Anche 4bia, questa antologia d’horror tailandese, prometteva di essere una gemma: abbiamo i due autori di Shutter, quello di Body, ma soprattutto, Yongyoot Thongkongtoon, la mente e le mani dietro opere quali The Iron Ladies e Metrosexual. Non a caso, se in questa raccolta c’è qualcosa di micro-salvabile, è proprio il suo frammento, Happiness, praticamente una lezione di cinema in miniatura su come gestire la suspense, alquanto paradossale se si pensa che sia l’unico regista tra i 4 a non avere un passato come creatore di horror, ma evidentemente, è proprio vero che è girando commedie (soprattutto: commedie demenziali) che si apprende ad avere il giusto controllo del tempo filmico. Happiness, nel suo mostrarci questa giovane donna costretta a rimanere in casa causa rottura alla gamba, gioca tutto il fattore spavento esattamente nella paranoia e nell’ansia della situazione: rimanere immobili in una stanza da sola. Seguono una serie di cliché tipici del genere: telefonate improvvise, sms, luci che si spengono, rumori molesti ed inaspettati, il tutto gestito dal regista nel modo più accademico possibile, e quindi, funzionale, nel senso classico del termine. Yongyoot sa il tempo che ha a disposizione, e senza la minima pretesa colpisce il segno proprio con la sua semplicità, come a dimostrare che il suscitare horror, spavento e attacchi d’aggressione emotiva, è, ancora, il minimalismo.

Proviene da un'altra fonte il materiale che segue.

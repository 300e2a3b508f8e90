// Secured, parameterized search statement synthesis.
//
// Caller-supplied filter values only ever reach the statement as bound
// parameters. The ownership and state predicates embed server-derived
// values as literals, and only after they pass `trusted_literal`.

use std::collections::BTreeMap;

use serde::Serialize;

use crate::{
    error::ConfigurationError,
    query::{
        criterion::{Criterion, Operator, PlaceholderStyle},
        factory::CriterionFactory,
    },
    types::{AccessLevel, SearchMetadata, SortDirection},
};

pub const CASE_TABLE: &str = "case_data";
pub const CASE_USERS_TABLE: &str = "case_users";
pub const DEFAULT_PAGE_SIZE: u32 = 25;

const AND: &str = " AND ";
const ALWAYS_TRUE: &str = "1 = 1";
const NEVER_TRUE: &str = "1 = 0";
const MAX_LITERAL_LEN: usize = 128;

#[derive(Debug, Clone, Copy, Serialize, PartialEq, Eq)]
#[serde(rename_all = "snake_case")]
pub enum QueryMode {
    Rows,
    Count,
}

/// What to do when the caller is authorized for no state at all.
#[derive(Debug, Clone, Copy, Default, PartialEq, Eq)]
pub enum StateRestrictionPolicy {
    /// Match no rows.
    #[default]
    FailClosed,
    /// Leave the state column unrestricted.
    OmitWhenEmpty,
}

#[derive(Debug, Clone, PartialEq, Eq)]
pub struct AssemblerConfig {
    /// Selects `LIKE` instead of `=` for every criterion of every query.
    pub wildcard_search: bool,
    pub placeholder_style: PlaceholderStyle,
    pub page_size: u32,
    pub empty_states: StateRestrictionPolicy,
}

impl Default for AssemblerConfig {
    fn default() -> Self {
        Self {
            wildcard_search: false,
            placeholder_style: PlaceholderStyle::Indexed,
            page_size: DEFAULT_PAGE_SIZE,
            empty_states: StateRestrictionPolicy::FailClosed,
        }
    }
}

/// The caller-dependent inputs to the security predicates.
#[derive(Debug, Clone, PartialEq, Eq)]
pub struct CallerScope {
    pub access_level: AccessLevel,
    pub user_id: String,
    /// Case type states the caller may read, from the definition service.
    pub authorized_states: Vec<String>,
}

#[derive(Debug, Clone, Serialize, PartialEq, Eq)]
#[serde(tag = "kind", content = "states", rename_all = "snake_case")]
pub enum StateRestriction {
    Unrestricted,
    Only(Vec<String>),
    Nothing,
}

/// Structured form of the security predicates, for channels that do not
/// execute SQL text.
#[derive(Debug, Clone, Serialize, PartialEq, Eq)]
pub struct SecurityScope {
    /// Set when rows are limited to cases associated with this user.
    pub owner: Option<String>,
    pub states: StateRestriction,
}

#[derive(Debug, Clone, Copy, Serialize, PartialEq, Eq)]
#[serde(rename_all = "snake_case")]
pub enum SortColumn {
    CreatedDate,
    LastModified,
}

impl SortColumn {
    fn parse(value: &str) -> Option<Self> {
        match value.trim() {
            "created_date" | "createdDate" => Some(Self::CreatedDate),
            "last_modified" | "lastModified" => Some(Self::LastModified),
            _ => None,
        }
    }

    pub const fn column_name(self) -> &'static str {
        match self {
            Self::CreatedDate => "created_date",
            Self::LastModified => "last_modified",
        }
    }
}

#[derive(Debug, Clone, Copy, Serialize, PartialEq, Eq)]
pub struct Ordering {
    pub column: SortColumn,
    pub direction: SortDirection,
}

#[derive(Debug, Clone, Copy, Serialize, PartialEq, Eq)]
pub struct Page {
    pub limit: u32,
    pub offset: u64,
}

/// A ready-to-execute statement. `parameters[i]` is `criteria[i].sought_value`.
#[derive(Debug, Clone, Serialize, PartialEq, Eq)]
pub struct SecuredStatement {
    pub mode: QueryMode,
    pub sql: String,
    pub parameters: Vec<String>,
    pub criteria: Vec<Criterion>,
    pub operator_like: bool,
    pub security: SecurityScope,
    /// Row mode only.
    pub ordering: Option<Ordering>,
    /// Row mode only, when a page was requested.
    pub page: Option<Page>,
}

/// Matching listing and count statements for one search request.
#[derive(Debug, Clone, Serialize, PartialEq, Eq)]
pub struct SearchStatements {
    pub rows: SecuredStatement,
    pub count: SecuredStatement,
}

#[derive(Debug, Clone, Default)]
pub struct QueryAssembler {
    config: AssemblerConfig,
}

impl QueryAssembler {
    pub fn new(config: AssemblerConfig) -> Self {
        Self { config }
    }

    pub fn config(&self) -> &AssemblerConfig {
        &self.config
    }

    pub fn assemble(
        &self,
        factory: &dyn CriterionFactory,
        metadata: &SearchMetadata,
        filters: &BTreeMap<String, String>,
        mode: QueryMode,
        caller: &CallerScope,
    ) -> Result<SecuredStatement, ConfigurationError> {
        let criteria = factory.build(metadata, filters)?;
        self.assemble_criteria(criteria, metadata, mode, caller)
    }

    pub fn assemble_pair(
        &self,
        factory: &dyn CriterionFactory,
        metadata: &SearchMetadata,
        filters: &BTreeMap<String, String>,
        caller: &CallerScope,
    ) -> Result<SearchStatements, ConfigurationError> {
        let criteria = factory.build(metadata, filters)?;
        let rows = self.assemble_criteria(criteria.clone(), metadata, QueryMode::Rows, caller)?;
        let count = self.assemble_criteria(criteria, metadata, QueryMode::Count, caller)?;
        Ok(SearchStatements { rows, count })
    }

    pub fn assemble_criteria(
        &self,
        criteria: Vec<Criterion>,
        metadata: &SearchMetadata,
        mode: QueryMode,
        caller: &CallerScope,
    ) -> Result<SecuredStatement, ConfigurationError> {
        if let Some(misplaced) =
            criteria.iter().enumerate().find(|(index, criterion)| criterion.position != *index)
        {
            return Err(ConfigurationError::MalformedMetadata(format!(
                "criterion at index {} declares position {}",
                misplaced.0, misplaced.1.position
            )));
        }

        let ordering = Ordering {
            column: match metadata.sort_field.as_deref() {
                None => SortColumn::CreatedDate,
                Some(raw) => SortColumn::parse(raw)
                    .ok_or_else(|| ConfigurationError::UnsupportedSortField(raw.to_owned()))?,
            },
            direction: metadata.sort_direction(),
        };
        let page = match metadata.page {
            None => None,
            Some(0) => {
                return Err(ConfigurationError::MalformedMetadata(
                    "page numbers start at 1".to_owned(),
                ))
            }
            Some(page) => Some(Page {
                limit: self.config.page_size,
                offset: u64::from(page - 1) * u64::from(self.config.page_size),
            }),
        };

        let operator = Operator::from_wildcard_flag(self.config.wildcard_search);
        let security = self.security_scope(caller)?;
        let clauses = self.render_where(&criteria, operator, &security);

        let sql = match mode {
            QueryMode::Count => format!("SELECT count(*) FROM {CASE_TABLE} WHERE {clauses}"),
            QueryMode::Rows => {
                let mut sql = format!(
                    "SELECT * FROM {CASE_TABLE} WHERE {clauses} ORDER BY {} {}",
                    ordering.column.column_name(),
                    ordering.direction.as_sql()
                );
                if let Some(page) = page {
                    sql.push_str(&format!(" LIMIT {} OFFSET {}", page.limit, page.offset));
                }
                sql
            }
        };

        let parameters = criteria.iter().map(|criterion| criterion.sought_value.clone()).collect();
        let rows_only = mode == QueryMode::Rows;

        Ok(SecuredStatement {
            mode,
            sql,
            parameters,
            criteria,
            operator_like: operator == Operator::Like,
            security,
            ordering: rows_only.then_some(ordering),
            page: if rows_only { page } else { None },
        })
    }

    fn security_scope(&self, caller: &CallerScope) -> Result<SecurityScope, ConfigurationError> {
        let owner = match caller.access_level {
            AccessLevel::Granted => None,
            AccessLevel::Restricted => Some(trusted_literal(&caller.user_id)?.to_owned()),
        };

        let states = if caller.authorized_states.is_empty() {
            match self.config.empty_states {
                StateRestrictionPolicy::FailClosed => StateRestriction::Nothing,
                StateRestrictionPolicy::OmitWhenEmpty => StateRestriction::Unrestricted,
            }
        } else {
            let states = caller
                .authorized_states
                .iter()
                .map(|state| trusted_literal(state).map(str::to_owned))
                .collect::<Result<Vec<_>, _>>()?;
            StateRestriction::Only(states)
        };

        Ok(SecurityScope { owner, states })
    }

    fn render_where(
        &self,
        criteria: &[Criterion],
        operator: Operator,
        security: &SecurityScope,
    ) -> String {
        let mut clauses = if criteria.is_empty() {
            ALWAYS_TRUE.to_owned()
        } else {
            criteria
                .iter()
                .map(|criterion| criterion.clause(operator, self.config.placeholder_style))
                .collect::<Vec<_>>()
                .join(AND)
        };

        if let Some(owner) = &security.owner {
            clauses.push_str(&format!(
                "{AND}id IN (SELECT cu.case_data_id FROM {CASE_USERS_TABLE} AS cu WHERE user_id = '{owner}')"
            ));
        }

        match &security.states {
            StateRestriction::Unrestricted => {}
            StateRestriction::Nothing => {
                clauses.push_str(AND);
                clauses.push_str(NEVER_TRUE);
            }
            StateRestriction::Only(states) => {
                clauses.push_str(&format!("{AND}state IN ('{}')", states.join("','")));
            }
        }

        clauses
    }
}

/// Accepts only identifiers drawn from the state-id/UUID vocabulary.
pub fn trusted_literal(value: &str) -> Result<&str, ConfigurationError> {
    let valid = !value.is_empty()
        && value.len() <= MAX_LITERAL_LEN
        && value.chars().all(|c| c.is_ascii_alphanumeric() || c == '_' || c == '-');
    if valid {
        Ok(value)
    } else {
        Err(ConfigurationError::UntrustedLiteral(value.to_owned()))
    }
}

Paween Purikitpanya fa invece la cosa opposta nel suo episodio Tit for Tat, e d’altronde, ha già dimostrato col precedente Body di essere un particolare amante della Cgi, degli effetti speciali, e di ogni sorta di virtuosismo si possa fare con macchina da presa e montaggio. Se però in Body ha avuto la possibilità di dilatare le atmosfere e di giocare coi twist della sceneggiatura, stavolta, in un frammento di soli 30 minuti, fa la cosa peggiore che si possa fare in un film: girarlo come fosse una puntata di CSI, il tutto velocizzato (quasi come fosse in perenne fast forward) per stare dentro i tempi richiesti: il risultato è la cosa più cacovisiva mai vista sugli schermi negl’ultimi anni, un totale fastidio agli occhi per la difficoltà di seguire non solo la narrazione (che eppure, è semplice e riassumibile in 2 righe), ma proprio la successione delle immagini, con i suoi improvvisi (ed insensati) zoom, le inquadrature che puntano nel focalizzare sui dettagli più inutili e assurdi (giusto perché probabilmente, “fa figo e così auteur”) e un montatore che si sente obbligato a tagliare ogni 2 secondi. Qua siamo oltre il videoclipparo, perché a perdersi è esattamente la prima qualità richiesta nei videoclip, ovvero il ritmo, senza contare che abusare della Cgi anche nelle cose più futili (ma anche qui Body ha anticipato i peggiori presagi: vi ricordate il gattino in cgi? Dico, il gattino!!!) porta irrimediabilmente nel ridicolo.

A terminare la maratona sono i due episodi firmati Parkpoom Wongpoom & Banjong Pisanthanakun, che probabilmente hanno capito fin dal principio come sarebbe finito con questo 4bia, e così, invece d’impegnarsi nel creare qualcosa di nuovo, si limitano a due episodi sketch auto-citazionisti, facendosi auto-pubblicità per Shutter (d’altronde, in tempi di crisi mondiale..) e girando due episodi divertissement che certo, hanno il pregio di non prendersi mai sul serio e di essere persino scorrevoli (soprattutto dopo la difficoltà nel subire il secondo Tit for Tat), ma anche, ed è forse la cosa peggiore, inutili.

Nel dubbio e nella nostra perplessità riguardo i film collettivi, dunque, non ci rimane altro che ri-confermare una perla di saggezza vecchia quanto il mondo: meglio soli che mal accompagnati.